We need to get going in the stand up comedy field because it is a very powerful tool for the non violent expression of anger and frustration, a way to show "normals" how ridiculous they look and sound to us which they refuse to hear otherwise. One can get away with saying some very politically provocative things if it is presented in the form of comedy. We should not be overlooking the collective power of that. It will help to break the public silence. Much of our ongoing problems are coming from the ease with which the currently unlabelled feel entitled to oppress and objectify us. It is always easier to do so to those not seen as real people like themselves, and since the system itself stifles complaint, it makes it easier to render us invisible. That has to change.

Maybe we should all start wearing our diagnostic labels on T-shirts. After all, if there is no stigma, there should be no problem. Would the public mock and ridicule diabetics and asthma sufferers? If there is no stigma, why should we fear anyone "finding out" who we are exactly? (of course, we understand something about that which our assessors do not )

We need to talk to each other everywhere; in malls, on buses, in the town square and the parks about exactly what it is like to be invalidated, controlled, mocked, ridiculed, observed and assessed. We need to share the experience of having these stupid conversations with the doctors, in their little cubicles, where they decide in ten minutes if something we have said is going to be evaluated as another "sign" signalling them that more forced drugging is in order, or even worse now, ''preventive'' drugging in case one of us may decide to go stark raving mad in the FUTURE and imagine we are being abused by some pillar of the community.

We need to point out that whatever we say is believed to be in need of "interpretation" and that it is generally done without any input or debate from us as we are considered to be unable to understand our own minds, lives and experiences without having someone to tell us what we mean; whether we want it "interpreted" or not.

We need to take the jargon back and expose it's meaning and also to use a language of difference, which can not be used in ambiguous abstraction and therefore be confused with conventional psychiatry. It has to be something concrete enough so that they won't want it because it can't be used in ambiguous ways.

If the alternate system can't be called anti-psychiatry or reform because they are too vague or there is not enough agreement, what could one be called in concrete terms and what is a base mission statement that would clearly define it? It requires a mission statement with a premise of meaning and action and an end goal in mind which sits on the same point. The mandala, or circle, or Pi form is a necessity.

The mission statement could incorporate believing in the possibility and goal of full recovery and wellness, without the use of drugs or a labelling system. It could be about promoting human equality, mutual respect, and personal empowerment of individuals who are also part of a psycho-spiritual community. (not one OR the other as is often the case in dysfunction) We need the basis of this therapy to be equality of being; nothing more and nothing less. It has to be the principle that matters, not the personalities, the status or the title. No more powerful/powerless relationship models.

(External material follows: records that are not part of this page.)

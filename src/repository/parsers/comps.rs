// src/repository/parsers/comps.rs

//! comps.xml group parser

use super::attr;
use crate::db::models::{Group, GroupPackageKind};
use crate::error::{Error, Result};
use quick_xml::Reader;
use quick_xml::events::Event;
use tracing::debug;

/// Parse the `<group>` definitions of a comps document
///
/// Only the untranslated `<name>` and `<description>` are kept. A
/// `packagereq` without a `type` is mandatory.
pub fn parse_comps(xml: &str, repo_id: &str) -> Result<Vec<Group>> {
    let mut reader = Reader::from_str(xml);
    reader.trim_text(true);

    let mut groups = Vec::new();
    let mut buf = Vec::new();

    let mut current: Option<Group> = None;
    let mut current_tag = String::new();
    let mut translated = false;
    let mut req: Option<(GroupPackageKind, Option<String>)> = None;

    loop {
        match reader.read_event_into(&mut buf) {
            Ok(Event::Start(e)) => {
                let tag = String::from_utf8_lossy(e.local_name().as_ref()).to_string();
                match tag.as_str() {
                    "group" => {
                        current = Some(Group {
                            repo_id: repo_id.to_string(),
                            ..Default::default()
                        });
                    }
                    "name" | "description" => {
                        translated = attr(&e, b"xml:lang").is_some();
                    }
                    "packagereq" => {
                        let kind = attr(&e, b"type")
                            .and_then(|t| t.parse::<GroupPackageKind>().ok())
                            .unwrap_or(GroupPackageKind::Mandatory);
                        req = Some((kind, attr(&e, b"requires")));
                    }
                    _ => {}
                }
                current_tag = tag;
            }
            Ok(Event::Text(e)) => {
                let Some(ref mut group) = current else {
                    buf.clear();
                    continue;
                };
                let text = e.unescape().unwrap_or_default().to_string();
                match current_tag.as_str() {
                    "id" => group.group_id = text,
                    "name" if !translated => group.name = text,
                    "description" if !translated => group.description = Some(text),
                    "packagereq" => {
                        if let Some((kind, requires)) = req.take() {
                            match kind {
                                GroupPackageKind::Mandatory => group.mandatory_packages.push(text),
                                GroupPackageKind::Default => group.default_packages.push(text),
                                GroupPackageKind::Optional => group.optional_packages.push(text),
                                GroupPackageKind::Conditional => match requires {
                                    Some(requires) => {
                                        group.conditional_packages.push((text, requires))
                                    }
                                    None => {
                                        debug!("Conditional {} without requires, skipping", text)
                                    }
                                },
                            }
                        }
                    }
                    _ => {}
                }
            }
            Ok(Event::End(e)) => {
                if e.local_name().as_ref() == b"group"
                    && let Some(mut group) = current.take()
                {
                    if group.group_id.is_empty() {
                        debug!("Skipping comps group without id");
                    } else {
                        if group.name.is_empty() {
                            group.name = group.group_id.clone();
                        }
                        groups.push(group);
                    }
                }
                current_tag.clear();
                translated = false;
            }
            Ok(Event::Eof) => break,
            Err(e) => {
                return Err(Error::ParseError(format!("Failed to parse comps.xml: {}", e)));
            }
            _ => {}
        }
        buf.clear();
    }

    debug!("Parsed {} groups from {} comps", groups.len(), repo_id);
    Ok(groups)
}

We need to stop wondering if it is possible for everyone to be well and off drugs and just start AIMING for it as if it were a given. It is the goal that matters. How close we get to it may be a matter of individual strength, ability, and the willingness to complete the trip. Whether or not an individual decides to, or is ABLE, to go the distance should be an individual matter and an individual choice and should not affect the destination as a goal in any way.

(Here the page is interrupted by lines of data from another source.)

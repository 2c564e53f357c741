// src/db/schema.rs

//! Package index schema and migrations
//!
//! The index holds every package and group advertised by the session's
//! repositories. It is rebuilt from repository metadata on each session.

use crate::error::{Error, Result};
use rusqlite::Connection;
use tracing::{debug, info};

/// Current schema version
pub const SCHEMA_VERSION: i32 = 1;

/// Initialize the schema version tracking table
fn init_schema_version(conn: &Connection) -> Result<()> {
    conn.execute(
        "CREATE TABLE IF NOT EXISTS schema_version (
            version INTEGER PRIMARY KEY,
            applied_at TEXT NOT NULL DEFAULT CURRENT_TIMESTAMP
        )",
        [],
    )?;
    Ok(())
}

/// Get the current schema version from the database
pub fn get_schema_version(conn: &Connection) -> Result<i32> {
    init_schema_version(conn)?;

    let version = conn
        .query_row(
            "SELECT version FROM schema_version ORDER BY version DESC LIMIT 1",
            [],
            |row| row.get(0),
        )
        .unwrap_or(0);

    Ok(version)
}

fn set_schema_version(conn: &Connection, version: i32) -> Result<()> {
    conn.execute("INSERT INTO schema_version (version) VALUES (?1)", [version])?;
    Ok(())
}

/// Apply all pending migrations to bring the index up to date
pub fn migrate(conn: &Connection) -> Result<()> {
    let current_version = get_schema_version(conn)?;
    debug!("Current index schema version: {}", current_version);

    if current_version >= SCHEMA_VERSION {
        return Ok(());
    }

    for version in (current_version + 1)..=SCHEMA_VERSION {
        debug!("Applying index migration to version {}", version);
        apply_migration(conn, version)?;
        set_schema_version(conn, version)?;
    }

    info!("Package index schema at version {}", SCHEMA_VERSION);
    Ok(())
}

fn apply_migration(conn: &Connection, version: i32) -> Result<()> {
    match version {
        1 => migrate_v1(conn),
        _ => Err(Error::InitError(format!(
            "Unknown index migration version: {}",
            version
        ))),
    }
}

/// Initial schema - Version 1
///
/// - packages: one row per (repository, name, epoch, version, release, arch)
/// - package_files: file manifest per package
/// - package_requires / package_provides: capability metadata
/// - groups / group_packages: comps group definitions
fn migrate_v1(conn: &Connection) -> Result<()> {
    conn.execute_batch(
        "
        CREATE TABLE packages (
            id INTEGER PRIMARY KEY AUTOINCREMENT,
            repo_id TEXT NOT NULL,
            name TEXT NOT NULL,
            epoch INTEGER NOT NULL DEFAULT 0,
            version TEXT NOT NULL,
            release TEXT NOT NULL,
            arch TEXT NOT NULL,
            summary TEXT,
            license TEXT,
            vcs TEXT,
            checksum TEXT NOT NULL,
            checksum_type TEXT NOT NULL,
            package_size INTEGER NOT NULL,
            installed_size INTEGER,
            location TEXT NOT NULL,
            local_path TEXT,
            UNIQUE(repo_id, name, epoch, version, release, arch)
        );

        CREATE INDEX idx_packages_name ON packages(name);
        CREATE INDEX idx_packages_repo ON packages(repo_id);

        CREATE TABLE package_files (
            package_id INTEGER NOT NULL,
            path TEXT NOT NULL,
            FOREIGN KEY (package_id) REFERENCES packages(id) ON DELETE CASCADE
        );

        CREATE INDEX idx_package_files_path ON package_files(path);
        CREATE INDEX idx_package_files_package ON package_files(package_id);

        CREATE TABLE package_requires (
            package_id INTEGER NOT NULL,
            name TEXT NOT NULL,
            flags TEXT,
            epoch INTEGER,
            version TEXT,
            release TEXT,
            pre INTEGER NOT NULL DEFAULT 0,
            FOREIGN KEY (package_id) REFERENCES packages(id) ON DELETE CASCADE
        );

        CREATE INDEX idx_package_requires_package ON package_requires(package_id);

        CREATE TABLE package_provides (
            package_id INTEGER NOT NULL,
            name TEXT NOT NULL,
            flags TEXT,
            epoch INTEGER,
            version TEXT,
            release TEXT,
            FOREIGN KEY (package_id) REFERENCES packages(id) ON DELETE CASCADE
        );

        CREATE INDEX idx_package_provides_package ON package_provides(package_id);
        CREATE INDEX idx_package_provides_name ON package_provides(name);

        CREATE TABLE groups (
            group_id TEXT PRIMARY KEY,
            name TEXT NOT NULL,
            description TEXT,
            repo_id TEXT NOT NULL
        );

        CREATE TABLE group_packages (
            group_id TEXT NOT NULL,
            package_name TEXT NOT NULL,
            kind TEXT NOT NULL CHECK(kind IN ('mandatory', 'default', 'optional', 'conditional')),
            requires TEXT,
            FOREIGN KEY (group_id) REFERENCES groups(group_id) ON DELETE CASCADE
        );

        CREATE INDEX idx_group_packages_group ON group_packages(group_id);
        ",
    )?;

    debug!("Index schema version 1 created");
    Ok(())
}

#[cfg(test)]
mod tests {
    use super::*;

    #[test]
    fn test_migrate_fresh_database() {
        let conn = Connection::open_in_memory().unwrap();
        migrate(&conn).unwrap();
        assert_eq!(get_schema_version(&conn).unwrap(), SCHEMA_VERSION);

        let tables: i64 = conn
            .query_row(
                "SELECT COUNT(*) FROM sqlite_master WHERE type = 'table' AND name IN
                 ('packages', 'package_files', 'package_requires', 'package_provides',
                  'groups', 'group_packages')",
                [],
                |row| row.get(0),
            )
            .unwrap();
        assert_eq!(tables, 6);
    }

    #[test]
    fn test_migrate_is_idempotent() {
        let conn = Connection::open_in_memory().unwrap();
        migrate(&conn).unwrap();
        migrate(&conn).unwrap();
        assert_eq!(get_schema_version(&conn).unwrap(), SCHEMA_VERSION);
    }
}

We all need to be able to do this in a safe and supportive environment. I think it should be planned as a likely six to eight week residential withdrawal and renewal process. Maybe we could call the new system "Equalizing Therapy": talking and listening our way to collective harmony, while highly valuing our individuation at the same time. A therapy for the planet, rather than for ''us'' as opposed to ''them.'' For as ''we'' understand it, ''they'' need therapy as much, if not often more, than ''we'' do.